Sillas, bombonas, gran número de bolsas de plástico, vidrios, metales y basura orgánica llevaban décadas ocultos, a unos 35 metros en el interior de una estrecha cavidad de alta montaña, en la zona cántabra del Parque Nacional de los Picos de Europa, que ocupa 14.973 hectáreas, de las 66.030 hectáreas totales de uno de los parques más visitados de España.

Y no es la única ubicación con residuos acumulados durante muchos años en el Parque Nacional, anticipan desde la Federación Cántabra de Deportes de Montaña y Escalada (FCDME), que tiene constancia de más puntos, por otras personas conocedoras del parque.
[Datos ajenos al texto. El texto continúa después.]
//! # Blob Store — Activity Support Attachments
//!
//! The opaque file store behind support documents. The workflow consumes
//! it only at the finalize step: validate the file, upload it, and attach
//! the resulting `{name, url}` to the activity.
//!
//! [`FileCheck`] rules are pure and mirror the platform's upload policy:
//! at most 10 MB, and a MIME allowlist of documents, images, and
//! archives.

use async_trait::async_trait;
use serde::{Deserialize, Serialize};

use crate::error::StoreError;

/// Maximum accepted upload size: 10 MB.
pub const MAX_FILE_SIZE_BYTES: u64 = 10 * 1024 * 1024;

/// MIME types accepted as support documents.
pub const ALLOWED_CONTENT_TYPES: &[&str] = &[
    // Documents
    "application/pdf",
    "application/msword",
    "application/vnd.openxmlformats-officedocument.wordprocessingml.document",
    "application/vnd.ms-excel",
    "application/vnd.openxmlformats-officedocument.spreadsheetml.sheet",
    // Images
    "image/jpeg",
    "image/png",
    "image/gif",
    "image/webp",
    // Archives
    "application/zip",
    "application/x-rar-compressed",
];

/// A file handed to the blob store for upload.
#[derive(Debug, Clone)]
pub struct FileUpload {
    /// Original file name.
    pub name: String,
    /// Declared MIME type.
    pub content_type: String,
    /// Raw content.
    pub bytes: Vec<u8>,
}

/// Result of uploading a file.
#[derive(Debug, Clone, Serialize, Deserialize)]
pub struct UploadResult {
    /// Download URL.
    pub url: String,
    /// Sanitized stored name.
    pub name: String,
}

/// Outcome of the pure upload-policy check.
#[derive(Debug, Clone, Serialize, Deserialize)]
pub struct FileCheck {
    pub valid: bool,
    #[serde(default, skip_serializing_if = "Option::is_none")]
    pub error: Option<String>,
}

impl FileCheck {
    fn ok() -> Self {
        Self { valid: true, error: None }
    }

    fn rejected(error: impl Into<String>) -> Self {
        Self { valid: false, error: Some(error.into()) }
    }
}

/// Check a file against the upload policy. Pure; no I/O.
pub fn validate_file(file: &FileUpload) -> FileCheck {
    if file.bytes.is_empty() {
        return FileCheck::rejected("No se seleccionó ningún archivo");
    }
    if file.bytes.len() as u64 > MAX_FILE_SIZE_BYTES {
        return FileCheck::rejected("El archivo excede el tamaño máximo de 10MB");
    }
    if !ALLOWED_CONTENT_TYPES.contains(&file.content_type.as_str()) {
        return FileCheck::rejected(
            "Tipo de archivo no permitido. Use PDF, Word, Excel, imágenes o archivos ZIP",
        );
    }
    FileCheck::ok()
}

/// Sanitize a file name for storage: lowercase, alphanumerics and dots
/// only, runs of other characters collapsed to one underscore.
pub fn sanitize_file_name(name: &str) -> String {
    let mut out = String::with_capacity(name.len());
    let mut last_was_underscore = false;
    for c in name.to_lowercase().chars() {
        if c.is_ascii_alphanumeric() || c == '.' {
            out.push(c);
            last_was_underscore = false;
        } else if !last_was_underscore {
            out.push('_');
            last_was_underscore = true;
        }
    }
    out
}

/// Storage path for one activity's support files.
pub fn activity_supports_path(tenant: &hmh_core::TenantId, activity: &hmh_core::ActivityId) -> String {
    format!(
        "tenants/{}/activities/{}/supports",
        tenant.as_uuid(),
        activity.as_uuid()
    )
}

/// Abstract blob store: upload and delete, nothing else.
#[async_trait]
pub trait BlobStore: Send + Sync {
    /// Validate and store a file under `path`, returning its URL and
    /// sanitized name.
    async fn upload(&self, file: &FileUpload, path: &str) -> Result<UploadResult, StoreError>;

    /// Delete a stored file by URL. Best-effort.
    async fn delete(&self, url: &str) -> Result<(), StoreError>;
}

/// In-memory blob store for tests and demos.
#[derive(Debug, Default)]
pub struct MemoryBlobStore {
    files: tokio::sync::RwLock<std::collections::HashMap<String, Vec<u8>>>,
}

impl MemoryBlobStore {
    /// Create an empty blob store.
    pub fn new() -> Self {
        Self::default()
    }

    /// Number of stored blobs.
    pub async fn blob_count(&self) -> usize {
        self.files.read().await.len()
    }
}

#[async_trait]
impl BlobStore for MemoryBlobStore {
    async fn upload(&self, file: &FileUpload, path: &str) -> Result<UploadResult, StoreError> {
        let check = validate_file(file);
        if let Some(error) = check.error {
            return Err(StoreError::Backend(error));
        }
        let name = sanitize_file_name(&file.name);
        let url = format!("memory://{path}/{name}");
        self.files.write().await.insert(url.clone(), file.bytes.clone());
        Ok(UploadResult { url, name })
    }

    async fn delete(&self, url: &str) -> Result<(), StoreError> {
        self.files.write().await.remove(url);
        Ok(())
    }
}

#[cfg(test)]
mod tests {
    use super::*;

    fn pdf(name: &str, size: usize) -> FileUpload {
        FileUpload {
            name: name.to_string(),
            content_type: "application/pdf".to_string(),
            bytes: vec![0u8; size],
        }
    }

    #[test]
    fn test_valid_pdf_accepted() {
        assert!(validate_file(&pdf("informe.pdf", 1024)).valid);
    }

    #[test]
    fn test_empty_file_rejected() {
        let check = validate_file(&pdf("informe.pdf", 0));
        assert_eq!(check.error.as_deref(), Some("No se seleccionó ningún archivo"));
    }

    #[test]
    fn test_oversized_file_rejected() {
        let check = validate_file(&pdf("grande.pdf", (MAX_FILE_SIZE_BYTES + 1) as usize));
        assert_eq!(
            check.error.as_deref(),
            Some("El archivo excede el tamaño máximo de 10MB")
        );
    }

    #[test]
    fn test_disallowed_type_rejected() {
        let file = FileUpload {
            name: "script.sh".to_string(),
            content_type: "application/x-sh".to_string(),
            bytes: vec![1, 2, 3],
        };
        let check = validate_file(&file);
        assert!(!check.valid);
        assert!(check.error.unwrap().starts_with("Tipo de archivo no permitido"));
    }

    #[test]
    fn test_sanitize_file_name() {
        assert_eq!(sanitize_file_name("Informe Final (v2).pdf"), "informe_final_v2_.pdf");
        assert_eq!(sanitize_file_name("ACTA-2026.PDF"), "acta_2026.pdf");
        assert_eq!(sanitize_file_name("ya__limpio.png"), "ya_limpio.png");
    }

    #[tokio::test]
    async fn test_memory_upload_roundtrip() {
        let store = MemoryBlobStore::new();
        let result = store.upload(&pdf("Informe.pdf", 64), "tenants/t/activities/a/supports").await.unwrap();
        assert_eq!(result.name, "informe.pdf");
        assert!(result.url.starts_with("memory://"));
        assert_eq!(store.blob_count().await, 1);
        store.delete(&result.url).await.unwrap();
        assert_eq!(store.blob_count().await, 0);
    }

    #[tokio::test]
    async fn test_memory_upload_rejects_invalid() {
        let store = MemoryBlobStore::new();
        let err = store.upload(&pdf("vacio.pdf", 0), "p").await.unwrap_err();
        assert!(matches!(err, StoreError::Backend(_)));
    }
}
Los residuos localizados han permanecido mucho tiempo a menos de cinco kilómetros del teleférico de Fuente Dé, en una cavidad no visible a simple vista, pero en un entorno frecuentado por montañeros y visitantes hasta que a finales de julio de 2026, empezaron a ser recogidos por un grupo de especialistas en montaña y espeleología, apoyados por voluntarios ambientales. En total, retiraron más de mil kilos de basura, en alrededor de ocho sacas, de una sima –o abismo vertical– de complejo acceso. Y falta por sacar solo de esa grieta.

La Federación Cántabra de Montaña cambió de directiva en 2024 y fue entonces cuando el nuevo equipo supo de la cavidad a través de montañeros expertos. Entonces, decidió que sacaría la basura de la grieta que, subrayan, llevaba muchas décadas ahí, no era de los últimos años.